Research performed by NerdWallet of the mortgage applications processed in 2020 under the Home Mortgage Disclosure Act showed that lenders processed 10% more mortgage applications than the year before — about 6.5 million compared with 5.9 million in 2019. And while the share of those applications that were approved – some 73% – and the share denied, at 8%, were the same for both years, the increase in applications resulted in about 58,000 more denials in 2020.
The biggest reason for a lender to reject a mortgage application? In 2019 and 2020, the Nerdwallet survey found that debt-to-income (DTI) ratio was the most common reason for a mortgage request to be denied, accounting for a whopping 32% of all rejections. A closer look found that 21% of applications of those with a DTI of 50% to 60% were denied, and 85% of those applicants with a DTI of more than 60% were denied.
What is DTI? It’s the percentage of your income that goes to pay your debts.

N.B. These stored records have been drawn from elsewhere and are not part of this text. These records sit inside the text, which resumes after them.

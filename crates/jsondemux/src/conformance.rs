//! One-shot structural comparison of a [`Schema`] against an external model
//! description.
//!
//! The external description mirrors what a data-validation model exposes:
//! field names mapped to scalar kinds, optionality, lists and nested models.
//! [`Schema::assert_conforms_to`] verifies that a demultiplexer built from
//! the schema populates exactly the shape the model expects, before any
//! input is fed.

use std::collections::BTreeSet;

use crate::{
    demux::{DemuxHandle, JsonDemux},
    error::DemuxError,
    schema::{FieldSpec, Schema, SinkKind, ValueKind},
};

/// A field type in the external model's taxonomy.
#[derive(Debug, Clone, PartialEq)]
pub enum ModelType {
    Str,
    Int,
    Float,
    Bool,
    Null,
    /// A string restricted to a fixed member set.
    Enum(BTreeSet<String>),
    /// A homogeneous list.
    List(Box<ModelType>),
    /// A nested model.
    Object(ModelSchema),
    /// An optional (nullable) field.
    Optional(Box<ModelType>),
}

impl ModelType {
    /// Builds a [`List`] type.
    ///
    /// [`List`]: ModelType::List
    #[must_use]
    pub fn list(element: ModelType) -> Self {
        Self::List(Box::new(element))
    }

    /// Builds an [`Optional`] type.
    ///
    /// [`Optional`]: ModelType::Optional
    #[must_use]
    pub fn optional(inner: ModelType) -> Self {
        Self::Optional(Box::new(inner))
    }

    /// Builds an [`Enum`] type from any collection of members.
    ///
    /// [`Enum`]: ModelType::Enum
    pub fn enumeration<I, S>(members: I) -> Self
    where
        I: IntoIterator<Item = S>,
        S: Into<String>,
    {
        Self::Enum(members.into_iter().map(Into::into).collect())
    }

    fn name(&self) -> &'static str {
        match self {
            Self::Str => "str",
            Self::Int => "int",
            Self::Float => "float",
            Self::Bool => "bool",
            Self::Null => "null",
            Self::Enum(_) => "enum",
            Self::List(_) => "list",
            Self::Object(_) => "object",
            Self::Optional(_) => "optional",
        }
    }
}

/// An external model: ordered field names with their [`ModelType`]s.
///
/// # Examples
///
/// ```
/// use jsondemux::{ModelSchema, ModelType, Schema, ValueKind};
///
/// let schema = Schema::builder()
///     .single("id", ValueKind::Integer)
///     .stream("text", ValueKind::String)
///     .build();
///
/// let model = ModelSchema::builder()
///     .field("id", ModelType::Int)
///     .field("text", ModelType::Str)
///     .build();
///
/// schema.assert_conforms_to(&model).unwrap();
/// ```
#[derive(Debug, Clone, PartialEq, Default)]
pub struct ModelSchema {
    fields: Vec<(String, ModelType)>,
}

impl ModelSchema {
    /// Starts building a model description.
    #[must_use]
    pub fn builder() -> ModelSchemaBuilder {
        ModelSchemaBuilder { fields: Vec::new() }
    }

    /// The declared fields, in declaration order.
    pub fn fields(&self) -> impl Iterator<Item = (&str, &ModelType)> {
        self.fields.iter().map(|(name, ty)| (name.as_str(), ty))
    }

    /// Looks up a field by name.
    #[must_use]
    pub fn get(&self, name: &str) -> Option<&ModelType> {
        self.fields
            .iter()
            .find(|(field, _)| field == name)
            .map(|(_, ty)| ty)
    }
}

/// Builder for [`ModelSchema`].
#[derive(Debug, Default)]
pub struct ModelSchemaBuilder {
    fields: Vec<(String, ModelType)>,
}

impl ModelSchemaBuilder {
    /// Declares a model field.
    #[must_use]
    pub fn field(mut self, name: impl Into<String>, ty: ModelType) -> Self {
        self.fields.push((name.into(), ty));
        self
    }

    /// Finishes the model description.
    #[must_use]
    pub fn build(self) -> ModelSchema {
        ModelSchema {
            fields: self.fields,
        }
    }
}

impl Schema {
    /// Verifies that this schema structurally matches `model`.
    ///
    /// Field-name sets must be equal (a nullable field absent from the model
    /// is tolerated), kinds must correspond under the mapping table
    /// (stream-of-`T` ↔ `list[T]`, stream-of-string also ↔ `str`, nullable ↔
    /// `optional`), enumerated member sets must match exactly, and nested
    /// models recurse with the same rules.
    ///
    /// # Errors
    ///
    /// [`DemuxError::SchemaMismatch`] naming the offending path, e.g.
    /// `root.nested.key_str`.
    pub fn assert_conforms_to(&self, model: &ModelSchema) -> Result<(), DemuxError> {
        check_object(self, model, "root")
    }
}

impl JsonDemux {
    /// See [`Schema::assert_conforms_to`].
    ///
    /// # Errors
    ///
    /// [`DemuxError::SchemaMismatch`] naming the offending path.
    pub fn assert_conforms_to(&self, model: &ModelSchema) -> Result<(), DemuxError> {
        self.schema().assert_conforms_to(model)
    }
}

impl DemuxHandle {
    /// See [`Schema::assert_conforms_to`].
    ///
    /// # Errors
    ///
    /// [`DemuxError::SchemaMismatch`] naming the offending path.
    pub fn assert_conforms_to(&self, model: &ModelSchema) -> Result<(), DemuxError> {
        self.schema().assert_conforms_to(model)
    }
}

fn check_object(schema: &Schema, model: &ModelSchema, path: &str) -> Result<(), DemuxError> {
    for spec in schema.fields() {
        let field_path = format!("{path}.{}", spec.name);
        match model.get(&spec.name) {
            Some(ty) => check_field(spec, ty, &field_path)?,
            None if spec.nullable => {}
            None => {
                return Err(DemuxError::schema_mismatch(
                    field_path,
                    "field is missing from the model",
                ));
            }
        }
    }
    for (name, _) in model.fields() {
        if schema.lookup(name).is_none() {
            return Err(DemuxError::schema_mismatch(
                format!("{path}.{name}"),
                "model field is not declared in the schema",
            ));
        }
    }
    Ok(())
}

fn check_field(spec: &FieldSpec, ty: &ModelType, path: &str) -> Result<(), DemuxError> {
    match spec.sink {
        SinkKind::Stream => {
            // Models may declare a stream as optional; an absent list and an
            // empty stream are indistinguishable to the consumer.
            let ty = match ty {
                ModelType::Optional(inner) => inner,
                other => other,
            };
            match ty {
                ModelType::List(element) => check_scalar_kind(spec, element, path),
                ModelType::Str if spec.kind == ValueKind::String => Ok(()),
                other => Err(DemuxError::schema_mismatch(
                    path,
                    format!(
                        "stream of {} cannot populate model type {}",
                        spec.kind.name(),
                        other.name()
                    ),
                )),
            }
        }
        SinkKind::Single => {
            if spec.nullable {
                match ty {
                    ModelType::Optional(inner) => check_scalar_kind(spec, inner, path),
                    _ => Err(DemuxError::schema_mismatch(
                        path,
                        "nullable field requires an optional model field",
                    )),
                }
            } else {
                match ty {
                    ModelType::Optional(_) => Err(DemuxError::schema_mismatch(
                        path,
                        "model field is optional but the schema field is not nullable",
                    )),
                    other => check_scalar_kind(spec, other, path),
                }
            }
        }
    }
}

fn check_scalar_kind(spec: &FieldSpec, ty: &ModelType, path: &str) -> Result<(), DemuxError> {
    match (&spec.kind, ty) {
        (ValueKind::String, ModelType::Str)
        | (ValueKind::Integer, ModelType::Int)
        | (ValueKind::Float, ModelType::Float)
        | (ValueKind::Boolean, ModelType::Bool)
        | (ValueKind::Null, ModelType::Null) => Ok(()),
        (ValueKind::Enumerated(members), ModelType::Enum(model_members)) => {
            if members == model_members {
                Ok(())
            } else {
                Err(DemuxError::schema_mismatch(
                    path,
                    "enumerated member sets differ",
                ))
            }
        }
        (ValueKind::Nested(sub), ModelType::Object(model)) => check_object(sub, model, path),
        (kind, ty) => Err(DemuxError::schema_mismatch(
            path,
            format!("schema kind {} does not map to model type {}", kind.name(), ty.name()),
        )),
    }
}

#[cfg(test)]
mod tests {
    use rstest::rstest;

    use super::{ModelSchema, ModelType};
    use crate::{
        error::DemuxError,
        schema::{Schema, ValueKind},
    };

    fn nested_schema() -> Schema {
        Schema::builder()
            .single("nested_key", ValueKind::String)
            .build()
    }

    fn nested_model() -> ModelSchema {
        ModelSchema::builder()
            .field("nested_key", ModelType::Str)
            .build()
    }

    #[test]
    fn full_kind_table_conforms() {
        let schema = Schema::builder()
            .single("key_str", ValueKind::String)
            .single("key_int", ValueKind::Integer)
            .single("key_float", ValueKind::Float)
            .single("key_bool", ValueKind::Boolean)
            .single("key_none", ValueKind::Null)
            .single("key_enum", ValueKind::enumerated(["value1", "value2"]))
            .nested("key_nested", nested_schema())
            .stream("key_stream", ValueKind::String)
            .stream("arr_str", ValueKind::String)
            .stream("arr_int", ValueKind::Integer)
            .stream("arr_float", ValueKind::Float)
            .stream("arr_bool", ValueKind::Boolean)
            .stream("arr_none", ValueKind::Null)
            .stream("arr_enum", ValueKind::enumerated(["value1", "value2"]))
            .build();

        let model = ModelSchema::builder()
            .field("key_str", ModelType::Str)
            .field("key_int", ModelType::Int)
            .field("key_float", ModelType::Float)
            .field("key_bool", ModelType::Bool)
            .field("key_none", ModelType::Null)
            .field("key_enum", ModelType::enumeration(["value1", "value2"]))
            .field("key_nested", ModelType::Object(nested_model()))
            .field("key_stream", ModelType::Str)
            .field("arr_str", ModelType::list(ModelType::Str))
            .field("arr_int", ModelType::list(ModelType::Int))
            .field("arr_float", ModelType::list(ModelType::Float))
            .field("arr_bool", ModelType::list(ModelType::Bool))
            .field("arr_none", ModelType::list(ModelType::Null))
            .field(
                "arr_enum",
                ModelType::list(ModelType::enumeration(["value1", "value2"])),
            )
            .build();

        schema.assert_conforms_to(&model).unwrap();
    }

    #[test]
    fn nullable_fields_require_optional_both_ways() {
        let schema = Schema::builder()
            .nullable("key_str", ValueKind::String)
            .nullable("key_int", ValueKind::Integer)
            .build();
        let model = ModelSchema::builder()
            .field("key_str", ModelType::optional(ModelType::Str))
            .field("key_int", ModelType::optional(ModelType::Int))
            .build();
        schema.assert_conforms_to(&model).unwrap();

        // Schema not nullable, model optional.
        let strict = Schema::builder().single("key_str", ValueKind::String).build();
        let optional_model = ModelSchema::builder()
            .field("key_str", ModelType::optional(ModelType::Str))
            .build();
        assert!(matches!(
            strict.assert_conforms_to(&optional_model),
            Err(DemuxError::SchemaMismatch { .. })
        ));

        // Schema nullable, model required.
        let nullable = Schema::builder()
            .nullable("key_str", ValueKind::String)
            .build();
        let required_model = ModelSchema::builder()
            .field("key_str", ModelType::Str)
            .build();
        assert!(matches!(
            nullable.assert_conforms_to(&required_model),
            Err(DemuxError::SchemaMismatch { .. })
        ));
    }

    #[test]
    fn optional_list_matches_stream() {
        let schema = Schema::builder().stream("arr_str", ValueKind::String).build();
        let model = ModelSchema::builder()
            .field(
                "arr_str",
                ModelType::optional(ModelType::list(ModelType::Str)),
            )
            .build();
        schema.assert_conforms_to(&model).unwrap();
    }

    #[test]
    fn missing_required_field_reports_path() {
        let schema = Schema::builder()
            .single("required_field", ValueKind::String)
            .build();
        let model = ModelSchema::builder().build();
        let err = schema.assert_conforms_to(&model).unwrap_err();
        assert_eq!(
            err,
            DemuxError::SchemaMismatch {
                path: "root.required_field".into(),
                reason: "field is missing from the model".into(),
            }
        );
    }

    #[test]
    fn missing_nullable_field_tolerated() {
        let schema = Schema::builder()
            .nullable("optional_field", ValueKind::String)
            .build();
        let model = ModelSchema::builder().build();
        schema.assert_conforms_to(&model).unwrap();
    }

    #[test]
    fn undeclared_model_field_rejected() {
        let schema = Schema::builder().single("a", ValueKind::String).build();
        let model = ModelSchema::builder()
            .field("a", ModelType::Str)
            .field("b", ModelType::Int)
            .build();
        assert!(matches!(
            schema.assert_conforms_to(&model),
            Err(DemuxError::SchemaMismatch { .. })
        ));
    }

    #[test]
    fn nested_mismatch_reports_inner_path() {
        let schema = Schema::builder()
            .nested(
                "nested",
                Schema::builder().single("field", ValueKind::Integer).build(),
            )
            .build();
        let model = ModelSchema::builder()
            .field(
                "nested",
                ModelType::Object(ModelSchema::builder().field("field", ModelType::Str).build()),
            )
            .build();
        let err = schema.assert_conforms_to(&model).unwrap_err();
        let DemuxError::SchemaMismatch { path, .. } = err else {
            panic!("expected a schema mismatch");
        };
        assert_eq!(path, "root.nested.field");
    }

    #[rstest]
    #[case(ValueKind::Integer, ModelType::list(ModelType::Str))]
    #[case(ValueKind::String, ModelType::list(ModelType::Int))]
    #[case(ValueKind::Integer, ModelType::Str)]
    #[case(ValueKind::String, ModelType::Int)]
    fn stream_kind_mismatches(#[case] kind: ValueKind, #[case] model_type: ModelType) {
        let schema = Schema::builder().stream("arr", kind).build();
        let model = ModelSchema::builder().field("arr", model_type).build();
        assert!(matches!(
            schema.assert_conforms_to(&model),
            Err(DemuxError::SchemaMismatch { .. })
        ));
    }

    #[test]
    fn enum_member_sets_must_match() {
        let schema = Schema::builder()
            .single("k", ValueKind::enumerated(["a", "b"]))
            .build();
        let model = ModelSchema::builder()
            .field("k", ModelType::enumeration(["a", "c"]))
            .build();
        assert!(matches!(
            schema.assert_conforms_to(&model),
            Err(DemuxError::SchemaMismatch { .. })
        ));
    }
}
//! Scalar values produced by the demultiplexer.

use std::fmt;

/// A resolved scalar value.
///
/// Composite JSON values never resolve as a whole: objects demultiplex into
/// the sinks of a nested instance and arrays stream element by element, so a
/// sink only ever carries scalars. Integer and floating-point numbers are
/// kept apart because the field schema distinguishes them.
///
/// # Examples
///
/// ```
/// use jsondemux::Value;
///
/// let v = Value::Integer(42);
/// assert_eq!(v.as_i64(), Some(42));
/// assert!(v.as_str().is_none());
/// ```
#[derive(Debug, Clone, PartialEq)]
pub enum Value {
    Null,
    Boolean(bool),
    Integer(i64),
    Float(f64),
    String(String),
}

impl Default for Value {
    fn default() -> Self {
        Self::Null
    }
}

impl From<bool> for Value {
    fn from(v: bool) -> Self {
        Self::Boolean(v)
    }
}

impl From<i64> for Value {
    fn from(v: i64) -> Self {
        Self::Integer(v)
    }
}

impl From<f64> for Value {
    fn from(v: f64) -> Self {
        Self::Float(v)
    }
}

impl From<String> for Value {
    fn from(v: String) -> Self {
        Self::String(v)
    }
}

impl From<&str> for Value {
    fn from(v: &str) -> Self {
        Self::String(v.to_owned())
    }
}

impl Value {
    /// Returns `true` if the value is [`Null`].
    ///
    /// [`Null`]: Value::Null
    #[must_use]
    pub fn is_null(&self) -> bool {
        matches!(self, Self::Null)
    }

    /// Returns the boolean if the value is [`Boolean`].
    ///
    /// [`Boolean`]: Value::Boolean
    #[must_use]
    pub fn as_bool(&self) -> Option<bool> {
        match self {
            Self::Boolean(b) => Some(*b),
            _ => None,
        }
    }

    /// Returns the integer if the value is [`Integer`].
    ///
    /// [`Integer`]: Value::Integer
    #[must_use]
    pub fn as_i64(&self) -> Option<i64> {
        match self {
            Self::Integer(n) => Some(*n),
            _ => None,
        }
    }

    /// Returns the number as an `f64` if the value is [`Float`] or
    /// [`Integer`].
    ///
    /// [`Float`]: Value::Float
    /// [`Integer`]: Value::Integer
    #[must_use]
    #[allow(clippy::cast_precision_loss)]
    pub fn as_f64(&self) -> Option<f64> {
        match self {
            Self::Float(n) => Some(*n),
            Self::Integer(n) => Some(*n as f64),
            _ => None,
        }
    }

    /// Returns the string slice if the value is [`String`].
    ///
    /// [`String`]: Value::String
    #[must_use]
    pub fn as_str(&self) -> Option<&str> {
        match self {
            Self::String(s) => Some(s),
            _ => None,
        }
    }
}

impl fmt::Display for Value {
    fn fmt(&self, f: &mut fmt::Formatter<'_>) -> fmt::Result {
        match self {
            Self::Null => f.write_str("null"),
            Self::Boolean(b) => write!(f, "{b}"),
            Self::Integer(n) => write!(f, "{n}"),
            Self::Float(n) => write!(f, "{n}"),
            Self::String(s) => write!(f, "{s}"),
        }
    }
}

#[cfg(test)]
mod tests {
    use super::Value;

    #[test]
    fn accessors() {
        assert!(Value::Null.is_null());
        assert_eq!(Value::Boolean(true).as_bool(), Some(true));
        assert_eq!(Value::Integer(-7).as_i64(), Some(-7));
        assert_eq!(Value::Integer(2).as_f64(), Some(2.0));
        assert_eq!(Value::Float(3.5).as_f64(), Some(3.5));
        assert_eq!(Value::String("hi".into()).as_str(), Some("hi"));
        assert_eq!(Value::Float(3.5).as_i64(), None);
    }

    #[test]
    fn from_impls() {
        assert_eq!(Value::from(true), Value::Boolean(true));
        assert_eq!(Value::from(1i64), Value::Integer(1));
        assert_eq!(Value::from(1.5f64), Value::Float(1.5));
        assert_eq!(Value::from("x"), Value::String("x".into()));
    }
}
use crate::{StreamSink, Value};

/// Concatenates the string fragments pushed into a stream sink so far.
pub(crate) fn concat_fragments(sink: &StreamSink<Value>) -> String {
    sink.fragments()
        .iter()
        .map(|fragment| fragment.as_str().expect("string fragment").to_owned())
        .collect()
}

/// Escapes `text` as the contents of a JSON string literal.
pub(crate) fn json_escape(text: &str) -> String {
    let mut out = String::with_capacity(text.len());
    for ch in text.chars() {
        match ch {
            '"' => out.push_str("\\\""),
            '\\' => out.push_str("\\\\"),
            '\n' => out.push_str("\\n"),
            '\r' => out.push_str("\\r"),
            '\t' => out.push_str("\\t"),
            c if c < '\u{20}' => {
                out.push_str(&format!("\\u{:04x}", c as u32));
            }
            c => out.push(c),
        }
    }
    out
}
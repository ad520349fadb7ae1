mod permissive;
mod scalars;

mod utils;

When reviewing mortgage applications, lenders take into account how much debt a borrower already has and what the new debt of the mortgage will add to the load. Too much debt and you could have trouble meeting all of your monthly financial obligations.
Ideally, financial institutions and other lenders don’t want you to spend more than 28% of your total monthly income on mortgage debt, and not more than a total of 36% on all recurring monthly debts. That percentage includes your new mortgage. They want to make sure you also have enough money in your budget for retirement savings, food, gas and other savings goals such as funding college and vacations.
For example, if you (or you and a partner) bring home a combined monthly income of $5,000, you wouldn’t want to spend more than $1,400 on house-related expenses (a mortgage, plus insurance and property taxes) and $1,800 on total debt, which equals the 36% threshold lenders want you to maintain.
To make sure you are in that ballpark, list out all of the debts you now pay monthly including credit card bills, student loans, car loans, child support and alimony. There are other monthly expenses, according to real estate company Redfin.com, that lenders typically won’t ask you about. Those include electricity and other utilities, gas, groceries, child care, telephone bills and insurance expenses.
If you get through the list and realize your debt-to-income ratio for housing expenses and debt is going to be well over 36% each month, there are some things you can do to whittle away at the difference. For starters, begin paying more on your credit card accounts, the ones with the highest interest rates first.